» Exercise details
In the entries, find all lines that hold the word "logged" and copy them.

» Collected data entries
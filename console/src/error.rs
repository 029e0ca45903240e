// Copyright (c) 2026 R3BL LLC. Licensed under Apache License, Version 2.0.

use std::io;

/// Errors that the foreground of the console reports to its caller.
///
/// Document location failures are never surfaced through this type. They are logged
/// with [`tracing::error!`] and the operation degrades (see [`SurfaceError`]).
#[derive(Debug, thiserror::Error, miette::Diagnostic)]
pub enum ConsoleError {
    #[error("Console pipe broken")]
    #[diagnostic(
        code(r3bl_console::inbound_channel_broken),
        help(
            "The consumer stopped reading submitted lines. The inbound channel has been \
             dropped; further submissions print an internal error into the document."
        )
    )]
    InboundChannelBroken {
        #[source]
        source: io::Error,
    },

    #[error("Dispatch-safe call made from inside the console owner context")]
    #[diagnostic(
        code(r3bl_console::reentrant_dispatch),
        help(
            "A callback that already holds the console (for example an output closure) \
             tried to run a blocking query against it. Use the printer instead, which \
             defers nested work until the current operation completes."
        )
    )]
    ReentrantDispatch,
}

/// A requested range or offset does not exist in the document.
#[derive(Debug, Clone, PartialEq, Eq, thiserror::Error, miette::Diagnostic)]
pub enum SurfaceError {
    #[error("Bad location {start}..{end} in a document of length {len}")]
    #[diagnostic(code(r3bl_console::bad_location))]
    BadLocation { start: usize, end: usize, len: usize },
}

/// The channel watcher thread could not be started. The console keeps running without
/// asynchronous output.
#[derive(Debug, thiserror::Error, miette::Diagnostic)]
#[error("Failed to spawn the console channel watcher thread")]
#[diagnostic(
    code(r3bl_console::watcher_spawn),
    help("Output written by the consumer will not appear in the document.")
)]
pub struct WatcherSpawnError {
    #[source]
    pub source: io::Error,
}

/// Log a location failure and carry on. These can only happen when a [`TextSurface`]
/// implementation disagrees with its own `len()`, so there is nothing the caller can do.
///
/// [`TextSurface`]: crate::TextSurface
pub fn report_location_error(error: &SurfaceError) {
    tracing::error!(
        message = "Console document location error",
        error = %error,
    );
}
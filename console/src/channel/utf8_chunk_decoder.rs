// Copyright (c) 2026 R3BL LLC. Licensed under Apache License, Version 2.0.

/// Turns a stream of byte chunks into text. A multi-byte sequence split across two
/// chunks is held back until it is complete, so decoding chunk by chunk gives the
/// same text as decoding everything at once. Invalid bytes become `U+FFFD`.
#[derive(Debug, Default)]
pub struct Utf8ChunkDecoder {
    pending: Vec<u8>,
}

impl Utf8ChunkDecoder {
    /// Decode as much of `chunk` (plus any held-back bytes) as possible.
    pub fn decode(&mut self, chunk: &[u8]) -> String {
        self.pending.extend_from_slice(chunk);

        let mut acc = String::with_capacity(self.pending.len());
        let mut start = 0;

        loop {
            match std::str::from_utf8(&self.pending[start..]) {
                Ok(valid) => {
                    acc.push_str(valid);
                    start = self.pending.len();
                    break;
                }
                Err(error) => {
                    let valid_up_to = start + error.valid_up_to();
                    acc.push_str(&String::from_utf8_lossy(
                        &self.pending[start..valid_up_to],
                    ));
                    match error.error_len() {
                        // Incomplete sequence at the end: wait for more bytes.
                        None => {
                            start = valid_up_to;
                            break;
                        }
                        Some(invalid_len) => {
                            acc.push(char::REPLACEMENT_CHARACTER);
                            start = valid_up_to + invalid_len;
                        }
                    }
                }
            }
        }

        self.pending.drain(..start);
        acc
    }

    /// Flush whatever is held back at end of stream.
    pub fn finish(&mut self) -> Option<String> {
        if self.pending.is_empty() {
            return None;
        }
        let it = String::from_utf8_lossy(&self.pending).into_owned();
        self.pending.clear();
        Some(it)
    }
}

#[cfg(test)]
mod tests {
    use super::*;
    use pretty_assertions::assert_eq;

    #[test]
    fn test_split_sequence_is_reassembled() {
        let bytes = "a☕b".as_bytes();
        let mut decoder = Utf8ChunkDecoder::default();

        let mut acc = String::new();
        for byte in bytes {
            acc.push_str(&decoder.decode(std::slice::from_ref(byte)));
        }

        assert_eq!(acc, "a☕b");
        assert_eq!(decoder.finish(), None);
    }

    #[test]
    fn test_invalid_bytes_are_replaced() {
        let mut decoder = Utf8ChunkDecoder::default();
        assert_eq!(decoder.decode(b"ok\xFFgo"), "ok\u{FFFD}go");
    }

    #[test]
    fn test_truncated_sequence_at_end_of_stream() {
        let mut decoder = Utf8ChunkDecoder::default();
        assert_eq!(decoder.decode(&"é".as_bytes()[..1]), "");
        assert_eq!(decoder.finish(), Some("\u{FFFD}".to_string()));
    }
}
// Copyright (c) 2026 R3BL LLC. Licensed under Apache License, Version 2.0.

use std::ops::Range;

/// Offset that splits the document into committed content (left) and the editable tail
/// (right). Always `<=` the document length.
#[derive(Debug, Default, Clone, Copy, PartialEq, Eq, PartialOrd, Ord, Hash)]
pub struct CommitBoundary(usize);

impl CommitBoundary {
    #[must_use]
    pub fn offset(self) -> usize { self.0 }

    /// Commit everything up to `document_len`.
    pub fn reset_to(&mut self, document_len: usize) { self.0 = document_len; }

    /// Pull the boundary back if the document shrank under it.
    pub fn clamp_to(&mut self, document_len: usize) { self.0 = self.0.min(document_len); }

    #[must_use]
    pub fn is_editable(self, offset: usize) -> bool { offset >= self.0 }

    /// Does `range` start in the committed region?
    #[must_use]
    pub fn starts_before(self, range: &Range<usize>) -> bool { range.start < self.0 }
}

impl From<CommitBoundary> for usize {
    fn from(it: CommitBoundary) -> Self { it.0 }
}
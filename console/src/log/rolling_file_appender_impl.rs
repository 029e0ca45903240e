// Copyright (c) 2026 R3BL LLC. Licensed under Apache License, Version 2.0.

use std::path::PathBuf;

/// Appender that never rotates; the whole session goes into one file.
///
/// Note that if you wrap this up in a non blocking writer, the worker guard has to be
/// kept alive for as long as the program logs, otherwise lines are lost.
///
/// # Errors
///
/// Returns an error if:
/// - The path has no parent directory
/// - The path has no file name
pub fn try_create(
    path_str: &str,
) -> miette::Result<tracing_appender::rolling::RollingFileAppender> {
    let path = PathBuf::from(&path_str);

    let parent = path.parent().ok_or_else(|| {
        miette::miette!(
            "Can't access the folder of {}. It might not exist, or you might not have \
             the required permissions.",
            path.display()
        )
    })?;

    let file_name = path.file_name().ok_or_else(|| {
        miette::miette!("Log file path {} has no file name.", path.display())
    })?;

    Ok(tracing_appender::rolling::never(parent, file_name))
}

#[cfg(test)]
mod tests {
    use super::*;

    #[test]
    fn test_path_without_file_name_is_rejected() {
        assert!(try_create("/").is_err());
    }
}
// Copyright (c) 2026 R3BL LLC. Licensed under Apache License, Version 2.0.

//! Optional [`tracing`] setup for programs that embed a console. The library itself
//! only emits events; nothing is printed unless a subscriber is installed, for example
//! with [`try_initialize_logging_global`].
//!
//! Logs are never written into the console's own document. A console event logged
//! while the console is being mutated would have to mutate it again.

// Attach sources.
pub mod rolling_file_appender_impl;
pub mod tracing_config;
pub mod tracing_init;

// Re-export.
pub use tracing_config::*;
pub use tracing_init::*;
// Copyright (c) 2026 R3BL LLC. Licensed under Apache License, Version 2.0.

//! # r3bl_console
//!
//! An interactive line-oriented text console. It behaves like a terminal: characters
//! typed by the user accumulate in an editable tail, completed lines are handed to a
//! consumer through a blocking channel, and whatever the consumer prints streams back
//! into the document asynchronously, with styling.
//!
//! # Mental model
//!
//! ```text
//!   key events ──▶ Console::dispatch_key ──▶ ConsoleState (owner context)
//!                                              │   ├── CommitBoundary
//!                                              │   ├── History
//!                                              │   └── TextSurface (document)
//!                                              │
//!                    ConsumerIo::lines ◀───────┘ inbound pipe ("1+1\n", ";\n")
//!
//!   consumer thread ──▶ ConsumerIo::output ──▶ ChannelWatcher thread
//!                                                 └── DispatchSafe::invoke_and_wait
//!                                                       └── ConsoleState::append_output
//! ```
//!
//! 1. Everything left of the [`CommitBoundary`] is committed and cannot be edited. The
//!    [`dispatcher`] guards every key event against it.
//! 2. Pressing Enter submits the tail. Non-empty lines are recorded in [`History`].
//! 3. Output is always appended at the end of the document, and it moves the commit
//!    boundary (and the caret) to the new end so that the next keystroke lands after it.
//! 4. All mutation of the document goes through [`DispatchSafe`], which serializes the
//!    foreground (key events, direct prints) and the background [`ChannelWatcher`].
//!
//! # Example
//!
//! ```
//! use std::io::BufRead as _;
//! use r3bl_console::{Console, ConsoleConfig, MemorySurface, console_key};
//!
//! let (console, consumer_io) = Console::new(MemorySurface::new(), ConsoleConfig::default());
//! let mut lines = consumer_io.lines.expect("internal inbound pipe");
//!
//! for ch in "1+1".chars() {
//!     console.dispatch_key(&console_key!(@char ch)).unwrap();
//! }
//! console.dispatch_key(&console_key!(@special Enter)).unwrap();
//!
//! let mut line = String::new();
//! lines.read_line(&mut line).unwrap();
//! assert_eq!(line, "1+1\n");
//! ```
//!
//! [`CommitBoundary`]: crate::CommitBoundary
//! [`dispatcher`]: crate::line_editor::dispatcher
//! [`History`]: crate::History
//! [`DispatchSafe`]: crate::DispatchSafe
//! [`ChannelWatcher`]: crate::ChannelWatcher

// Enforce strict error handling in production library code only. Tests and examples are
// allowed to use .unwrap() (workspace `Cargo.toml` config allows it).
#![cfg_attr(not(test), deny(clippy::unwrap_in_result))]

// Attach modules (re-exported below to provide clean public API).
pub mod channel;
pub mod common;
pub mod config;
pub mod console_api;
pub mod error;
pub mod line_editor;
pub mod log;
pub mod surface;
pub mod test_fixtures;

// Re-export.
pub use channel::*;
pub use common::*;
pub use config::*;
pub use console_api::*;
pub use error::*;
pub use line_editor::*;
pub use surface::*;
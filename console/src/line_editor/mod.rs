// Copyright (c) 2026 R3BL LLC. Licensed under Apache License, Version 2.0.

//! The line-editing state machine. [`ConsoleState`] owns the surface, the commit
//! boundary and the history; the [`dispatcher`] decides what every key event does to
//! them.

// Attach sources.
pub mod commit_boundary;
pub mod console_state;
pub mod dispatcher;
pub mod event_handlers;
pub mod history;
pub mod key_event;
pub mod output;

// Re-export.
pub use commit_boundary::*;
pub use console_state::*;
pub use dispatcher::*;
pub use history::*;
pub use key_event::*;
pub use output::*;
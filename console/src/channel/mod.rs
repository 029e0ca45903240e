// Copyright (c) 2026 R3BL LLC. Licensed under Apache License, Version 2.0.

//! The thread bridge between the console and its consumer.
//!
//! - [`pipe`] creates the two byte streams (inbound: submitted lines, outbound: output).
//! - [`ChannelWatcher`] drains the outbound stream on its own thread.
//! - [`DispatchSafe`] is how that thread (and anybody else) gets to mutate the
//!   document.

// Attach sources.
pub mod dispatch_safe;
pub mod pipe;
pub mod utf8_chunk_decoder;
pub mod watcher;

// Re-export.
pub use dispatch_safe::*;
pub use pipe::*;
pub use utf8_chunk_decoder::*;
pub use watcher::*;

» Solution to this task
/// Document location failures are never surfaced through this type. They are logged
//! Logs are never written into the console's own document. A console event logged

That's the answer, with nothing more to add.